▶ [Work to be completed]: Retype all of the material exactly, leaving no line out.

::::

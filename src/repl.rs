use std::io::{self, BufRead, Write};

use anyhow::Result;
use calc_rs::{new_interpreter, Engine, Value, VariableStore};
use tracing::debug;

const PROMPT: &str = "> ";
const CONTINUATION_PROMPT: &str = "";

#[derive(Debug, PartialEq)]
pub enum Line {
    Statement(String),
    Quit,
    Pending,
}

/// Collects input lines until one of them terminates a statement.
#[derive(Debug, Default)]
pub struct StatementBuffer {
    source: String,
}

impl StatementBuffer {
    pub fn new() -> Self {
        Self::default()
    }

    pub fn push_line(&mut self, line: &str) -> Line {
        if !self.source.is_empty() {
            self.source.push('\n');
        }
        self.source.push_str(line);

        if terminates_statement(line) {
            Line::Statement(std::mem::take(&mut self.source))
        } else if strip_comment(line).trim().eq_ignore_ascii_case("quit") {
            self.source.clear();
            Line::Quit
        } else {
            Line::Pending
        }
    }

    pub fn is_empty(&self) -> bool {
        self.source.trim().is_empty()
    }
}

/// A `;` ends the statement unless it sits inside a line comment.
fn terminates_statement(line: &str) -> bool {
    match (line.find(';'), line.find("//")) {
        (Some(semi), Some(comment)) => semi < comment,
        (Some(_), None) => true,
        (None, _) => false,
    }
}

fn strip_comment(line: &str) -> &str {
    match line.find("//") {
        Some(comment) => &line[..comment],
        None => line,
    }
}

pub fn start() -> Result<()> {
    let stdin = io::stdin();
    let stdout = io::stdout();
    let mut engine = new_interpreter();
    run_session(engine.as_mut(), stdin.lock(), stdout.lock(), true)
}

pub fn run_session(
    engine: &mut dyn Engine,
    input: impl BufRead,
    mut output: impl Write,
    interactive: bool,
) -> Result<()> {
    let mut buffer = StatementBuffer::new();

    if interactive {
        write!(output, "{}", PROMPT)?;
        output.flush()?;
    }

    for line in input.lines() {
        let line = line?;

        match buffer.push_line(&line) {
            Line::Statement(source) => {
                if !run_statement(engine, &source, &mut output)? {
                    debug!("quit command received");
                    return Ok(());
                }
            }
            Line::Quit => return Ok(()),
            Line::Pending => {}
        }

        if interactive {
            let prompt = if buffer.is_empty() {
                PROMPT
            } else {
                CONTINUATION_PROMPT
            };
            write!(output, "{}", prompt)?;
            output.flush()?;
        }
    }

    Ok(())
}

/// Returns `false` once the statement asked the session to end.
fn run_statement(engine: &mut dyn Engine, source: &str, output: &mut impl Write) -> Result<bool> {
    match engine.run(source) {
        Ok(Value::Quit) => Ok(false),
        Ok(value) => {
            writeln!(output, "{}", value)?;
            Ok(true)
        }
        Err(err) => {
            writeln!(output, "error: {}", err)?;
            Ok(true)
        }
    }
}

/// Prints every variable of the session as `name = value`, sorted by name.
pub fn dump_store(store: &VariableStore, mut output: impl Write) -> Result<()> {
    let mut variables: Vec<(&str, &Value)> = store.iter().collect();
    variables.sort_by(|(left, _), (right, _)| left.cmp(right));
    for (name, value) in variables {
        writeln!(output, "{} = {}", name, value)?;
    }
    Ok(())
}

::::

▶ [Reply to the exercise]:
filename src/repl.rs
use std::io::{self, BufRead, Write};

use anyhow::Result;
use calc_rs::{new_interpreter, Engine, Value, VariableStore};
use tracing::debug;

const PROMPT: &str = "> ";
const CONTINUATION_PROMPT: &str = "";

#[derive(Debug, PartialEq)]
pub enum Line {
    Statement(String),
    Quit,
    Pending,
}

/// Collects input lines until one of them terminates a statement.
#[derive(Debug, Default)]
pub struct StatementBuffer {
    source: String,
}

impl StatementBuffer {
    pub fn new() -> Self {
        Self::default()
    }

    pub fn push_line(&mut self, line: &str) -> Line {
        if !self.source.is_empty() {
            self.source.push('\n');
        }
        self.source.push_str(line);

        if terminates_statement(line) {
            Line::Statement(std::mem::take(&mut self.source))
        } else if strip_comment(line).trim().eq_ignore_ascii_case("quit") {
            self.source.clear();
            Line::Quit
        } else {
            Line::Pending
        }
    }

    pub fn is_empty(&self) -> bool {
        self.source.trim().is_empty()
    }
}

/// A `;` ends the statement unless it sits inside a line comment.
fn terminates_statement(line: &str) -> bool {
    match (line.find(';'), line.find("//")) {
        (Some(semi), Some(comment)) => semi < comment,
        (Some(_), None) => true,
        (None, _) => false,
    }
}

fn strip_comment(line: &str) -> &str {
    match line.find("//") {
        Some(comment) => &line[..comment],
        None => line,
    }
}

pub fn start() -> Result<()> {
    let stdin = io::stdin();
    let stdout = io::stdout();
    let mut engine = new_interpreter();
    run_session(engine.as_mut(), stdin.lock(), stdout.lock(), true)
}

pub fn run_session(
    engine: &mut dyn Engine,
    input: impl BufRead,
    mut output: impl Write,
    interactive: bool,
) -> Result<()> {
    let mut buffer = StatementBuffer::new();

    if interactive {
        write!(output, "{}", PROMPT)?;
        output.flush()?;
    }

    for line in input.lines() {
        let line = line?;

        match buffer.push_line(&line) {
            Line::Statement(source) => {
                if !run_statement(engine, &source, &mut output)? {
                    debug!("quit command received");
                    return Ok(());
                }
            }
            Line::Quit => return Ok(()),
            Line::Pending => {}
        }

        if interactive {
            let prompt = if buffer.is_empty() {
                PROMPT
            } else {
                CONTINUATION_PROMPT
            };
            write!(output, "{}", prompt)?;
            output.flush()?;
        }
    }

    Ok(())
}

/// Returns `false` once the statement asked the session to end.
fn run_statement(engine: &mut dyn Engine, source: &str, output: &mut impl Write) -> Result<bool> {
    match engine.run(source) {
        Ok(Value::Quit) => Ok(false),
        Ok(value) => {
            writeln!(output, "{}", value)?;
            Ok(true)
        }
        Err(err) => {
            writeln!(output, "error: {}", err)?;
            Ok(true)
        }
    }
}

/// Prints every variable of the session as `name = value`, sorted by name.
pub fn dump_store(store: &VariableStore, mut output: impl Write) -> Result<()> {
    let mut variables: Vec<(&str, &Value)> = store.iter().collect();
    variables.sort_by(|(left, _), (right, _)| left.cmp(right));
    for (name, value) in variables {
        writeln!(output, "{} = {}", name, value)?;
    }
    Ok(())
}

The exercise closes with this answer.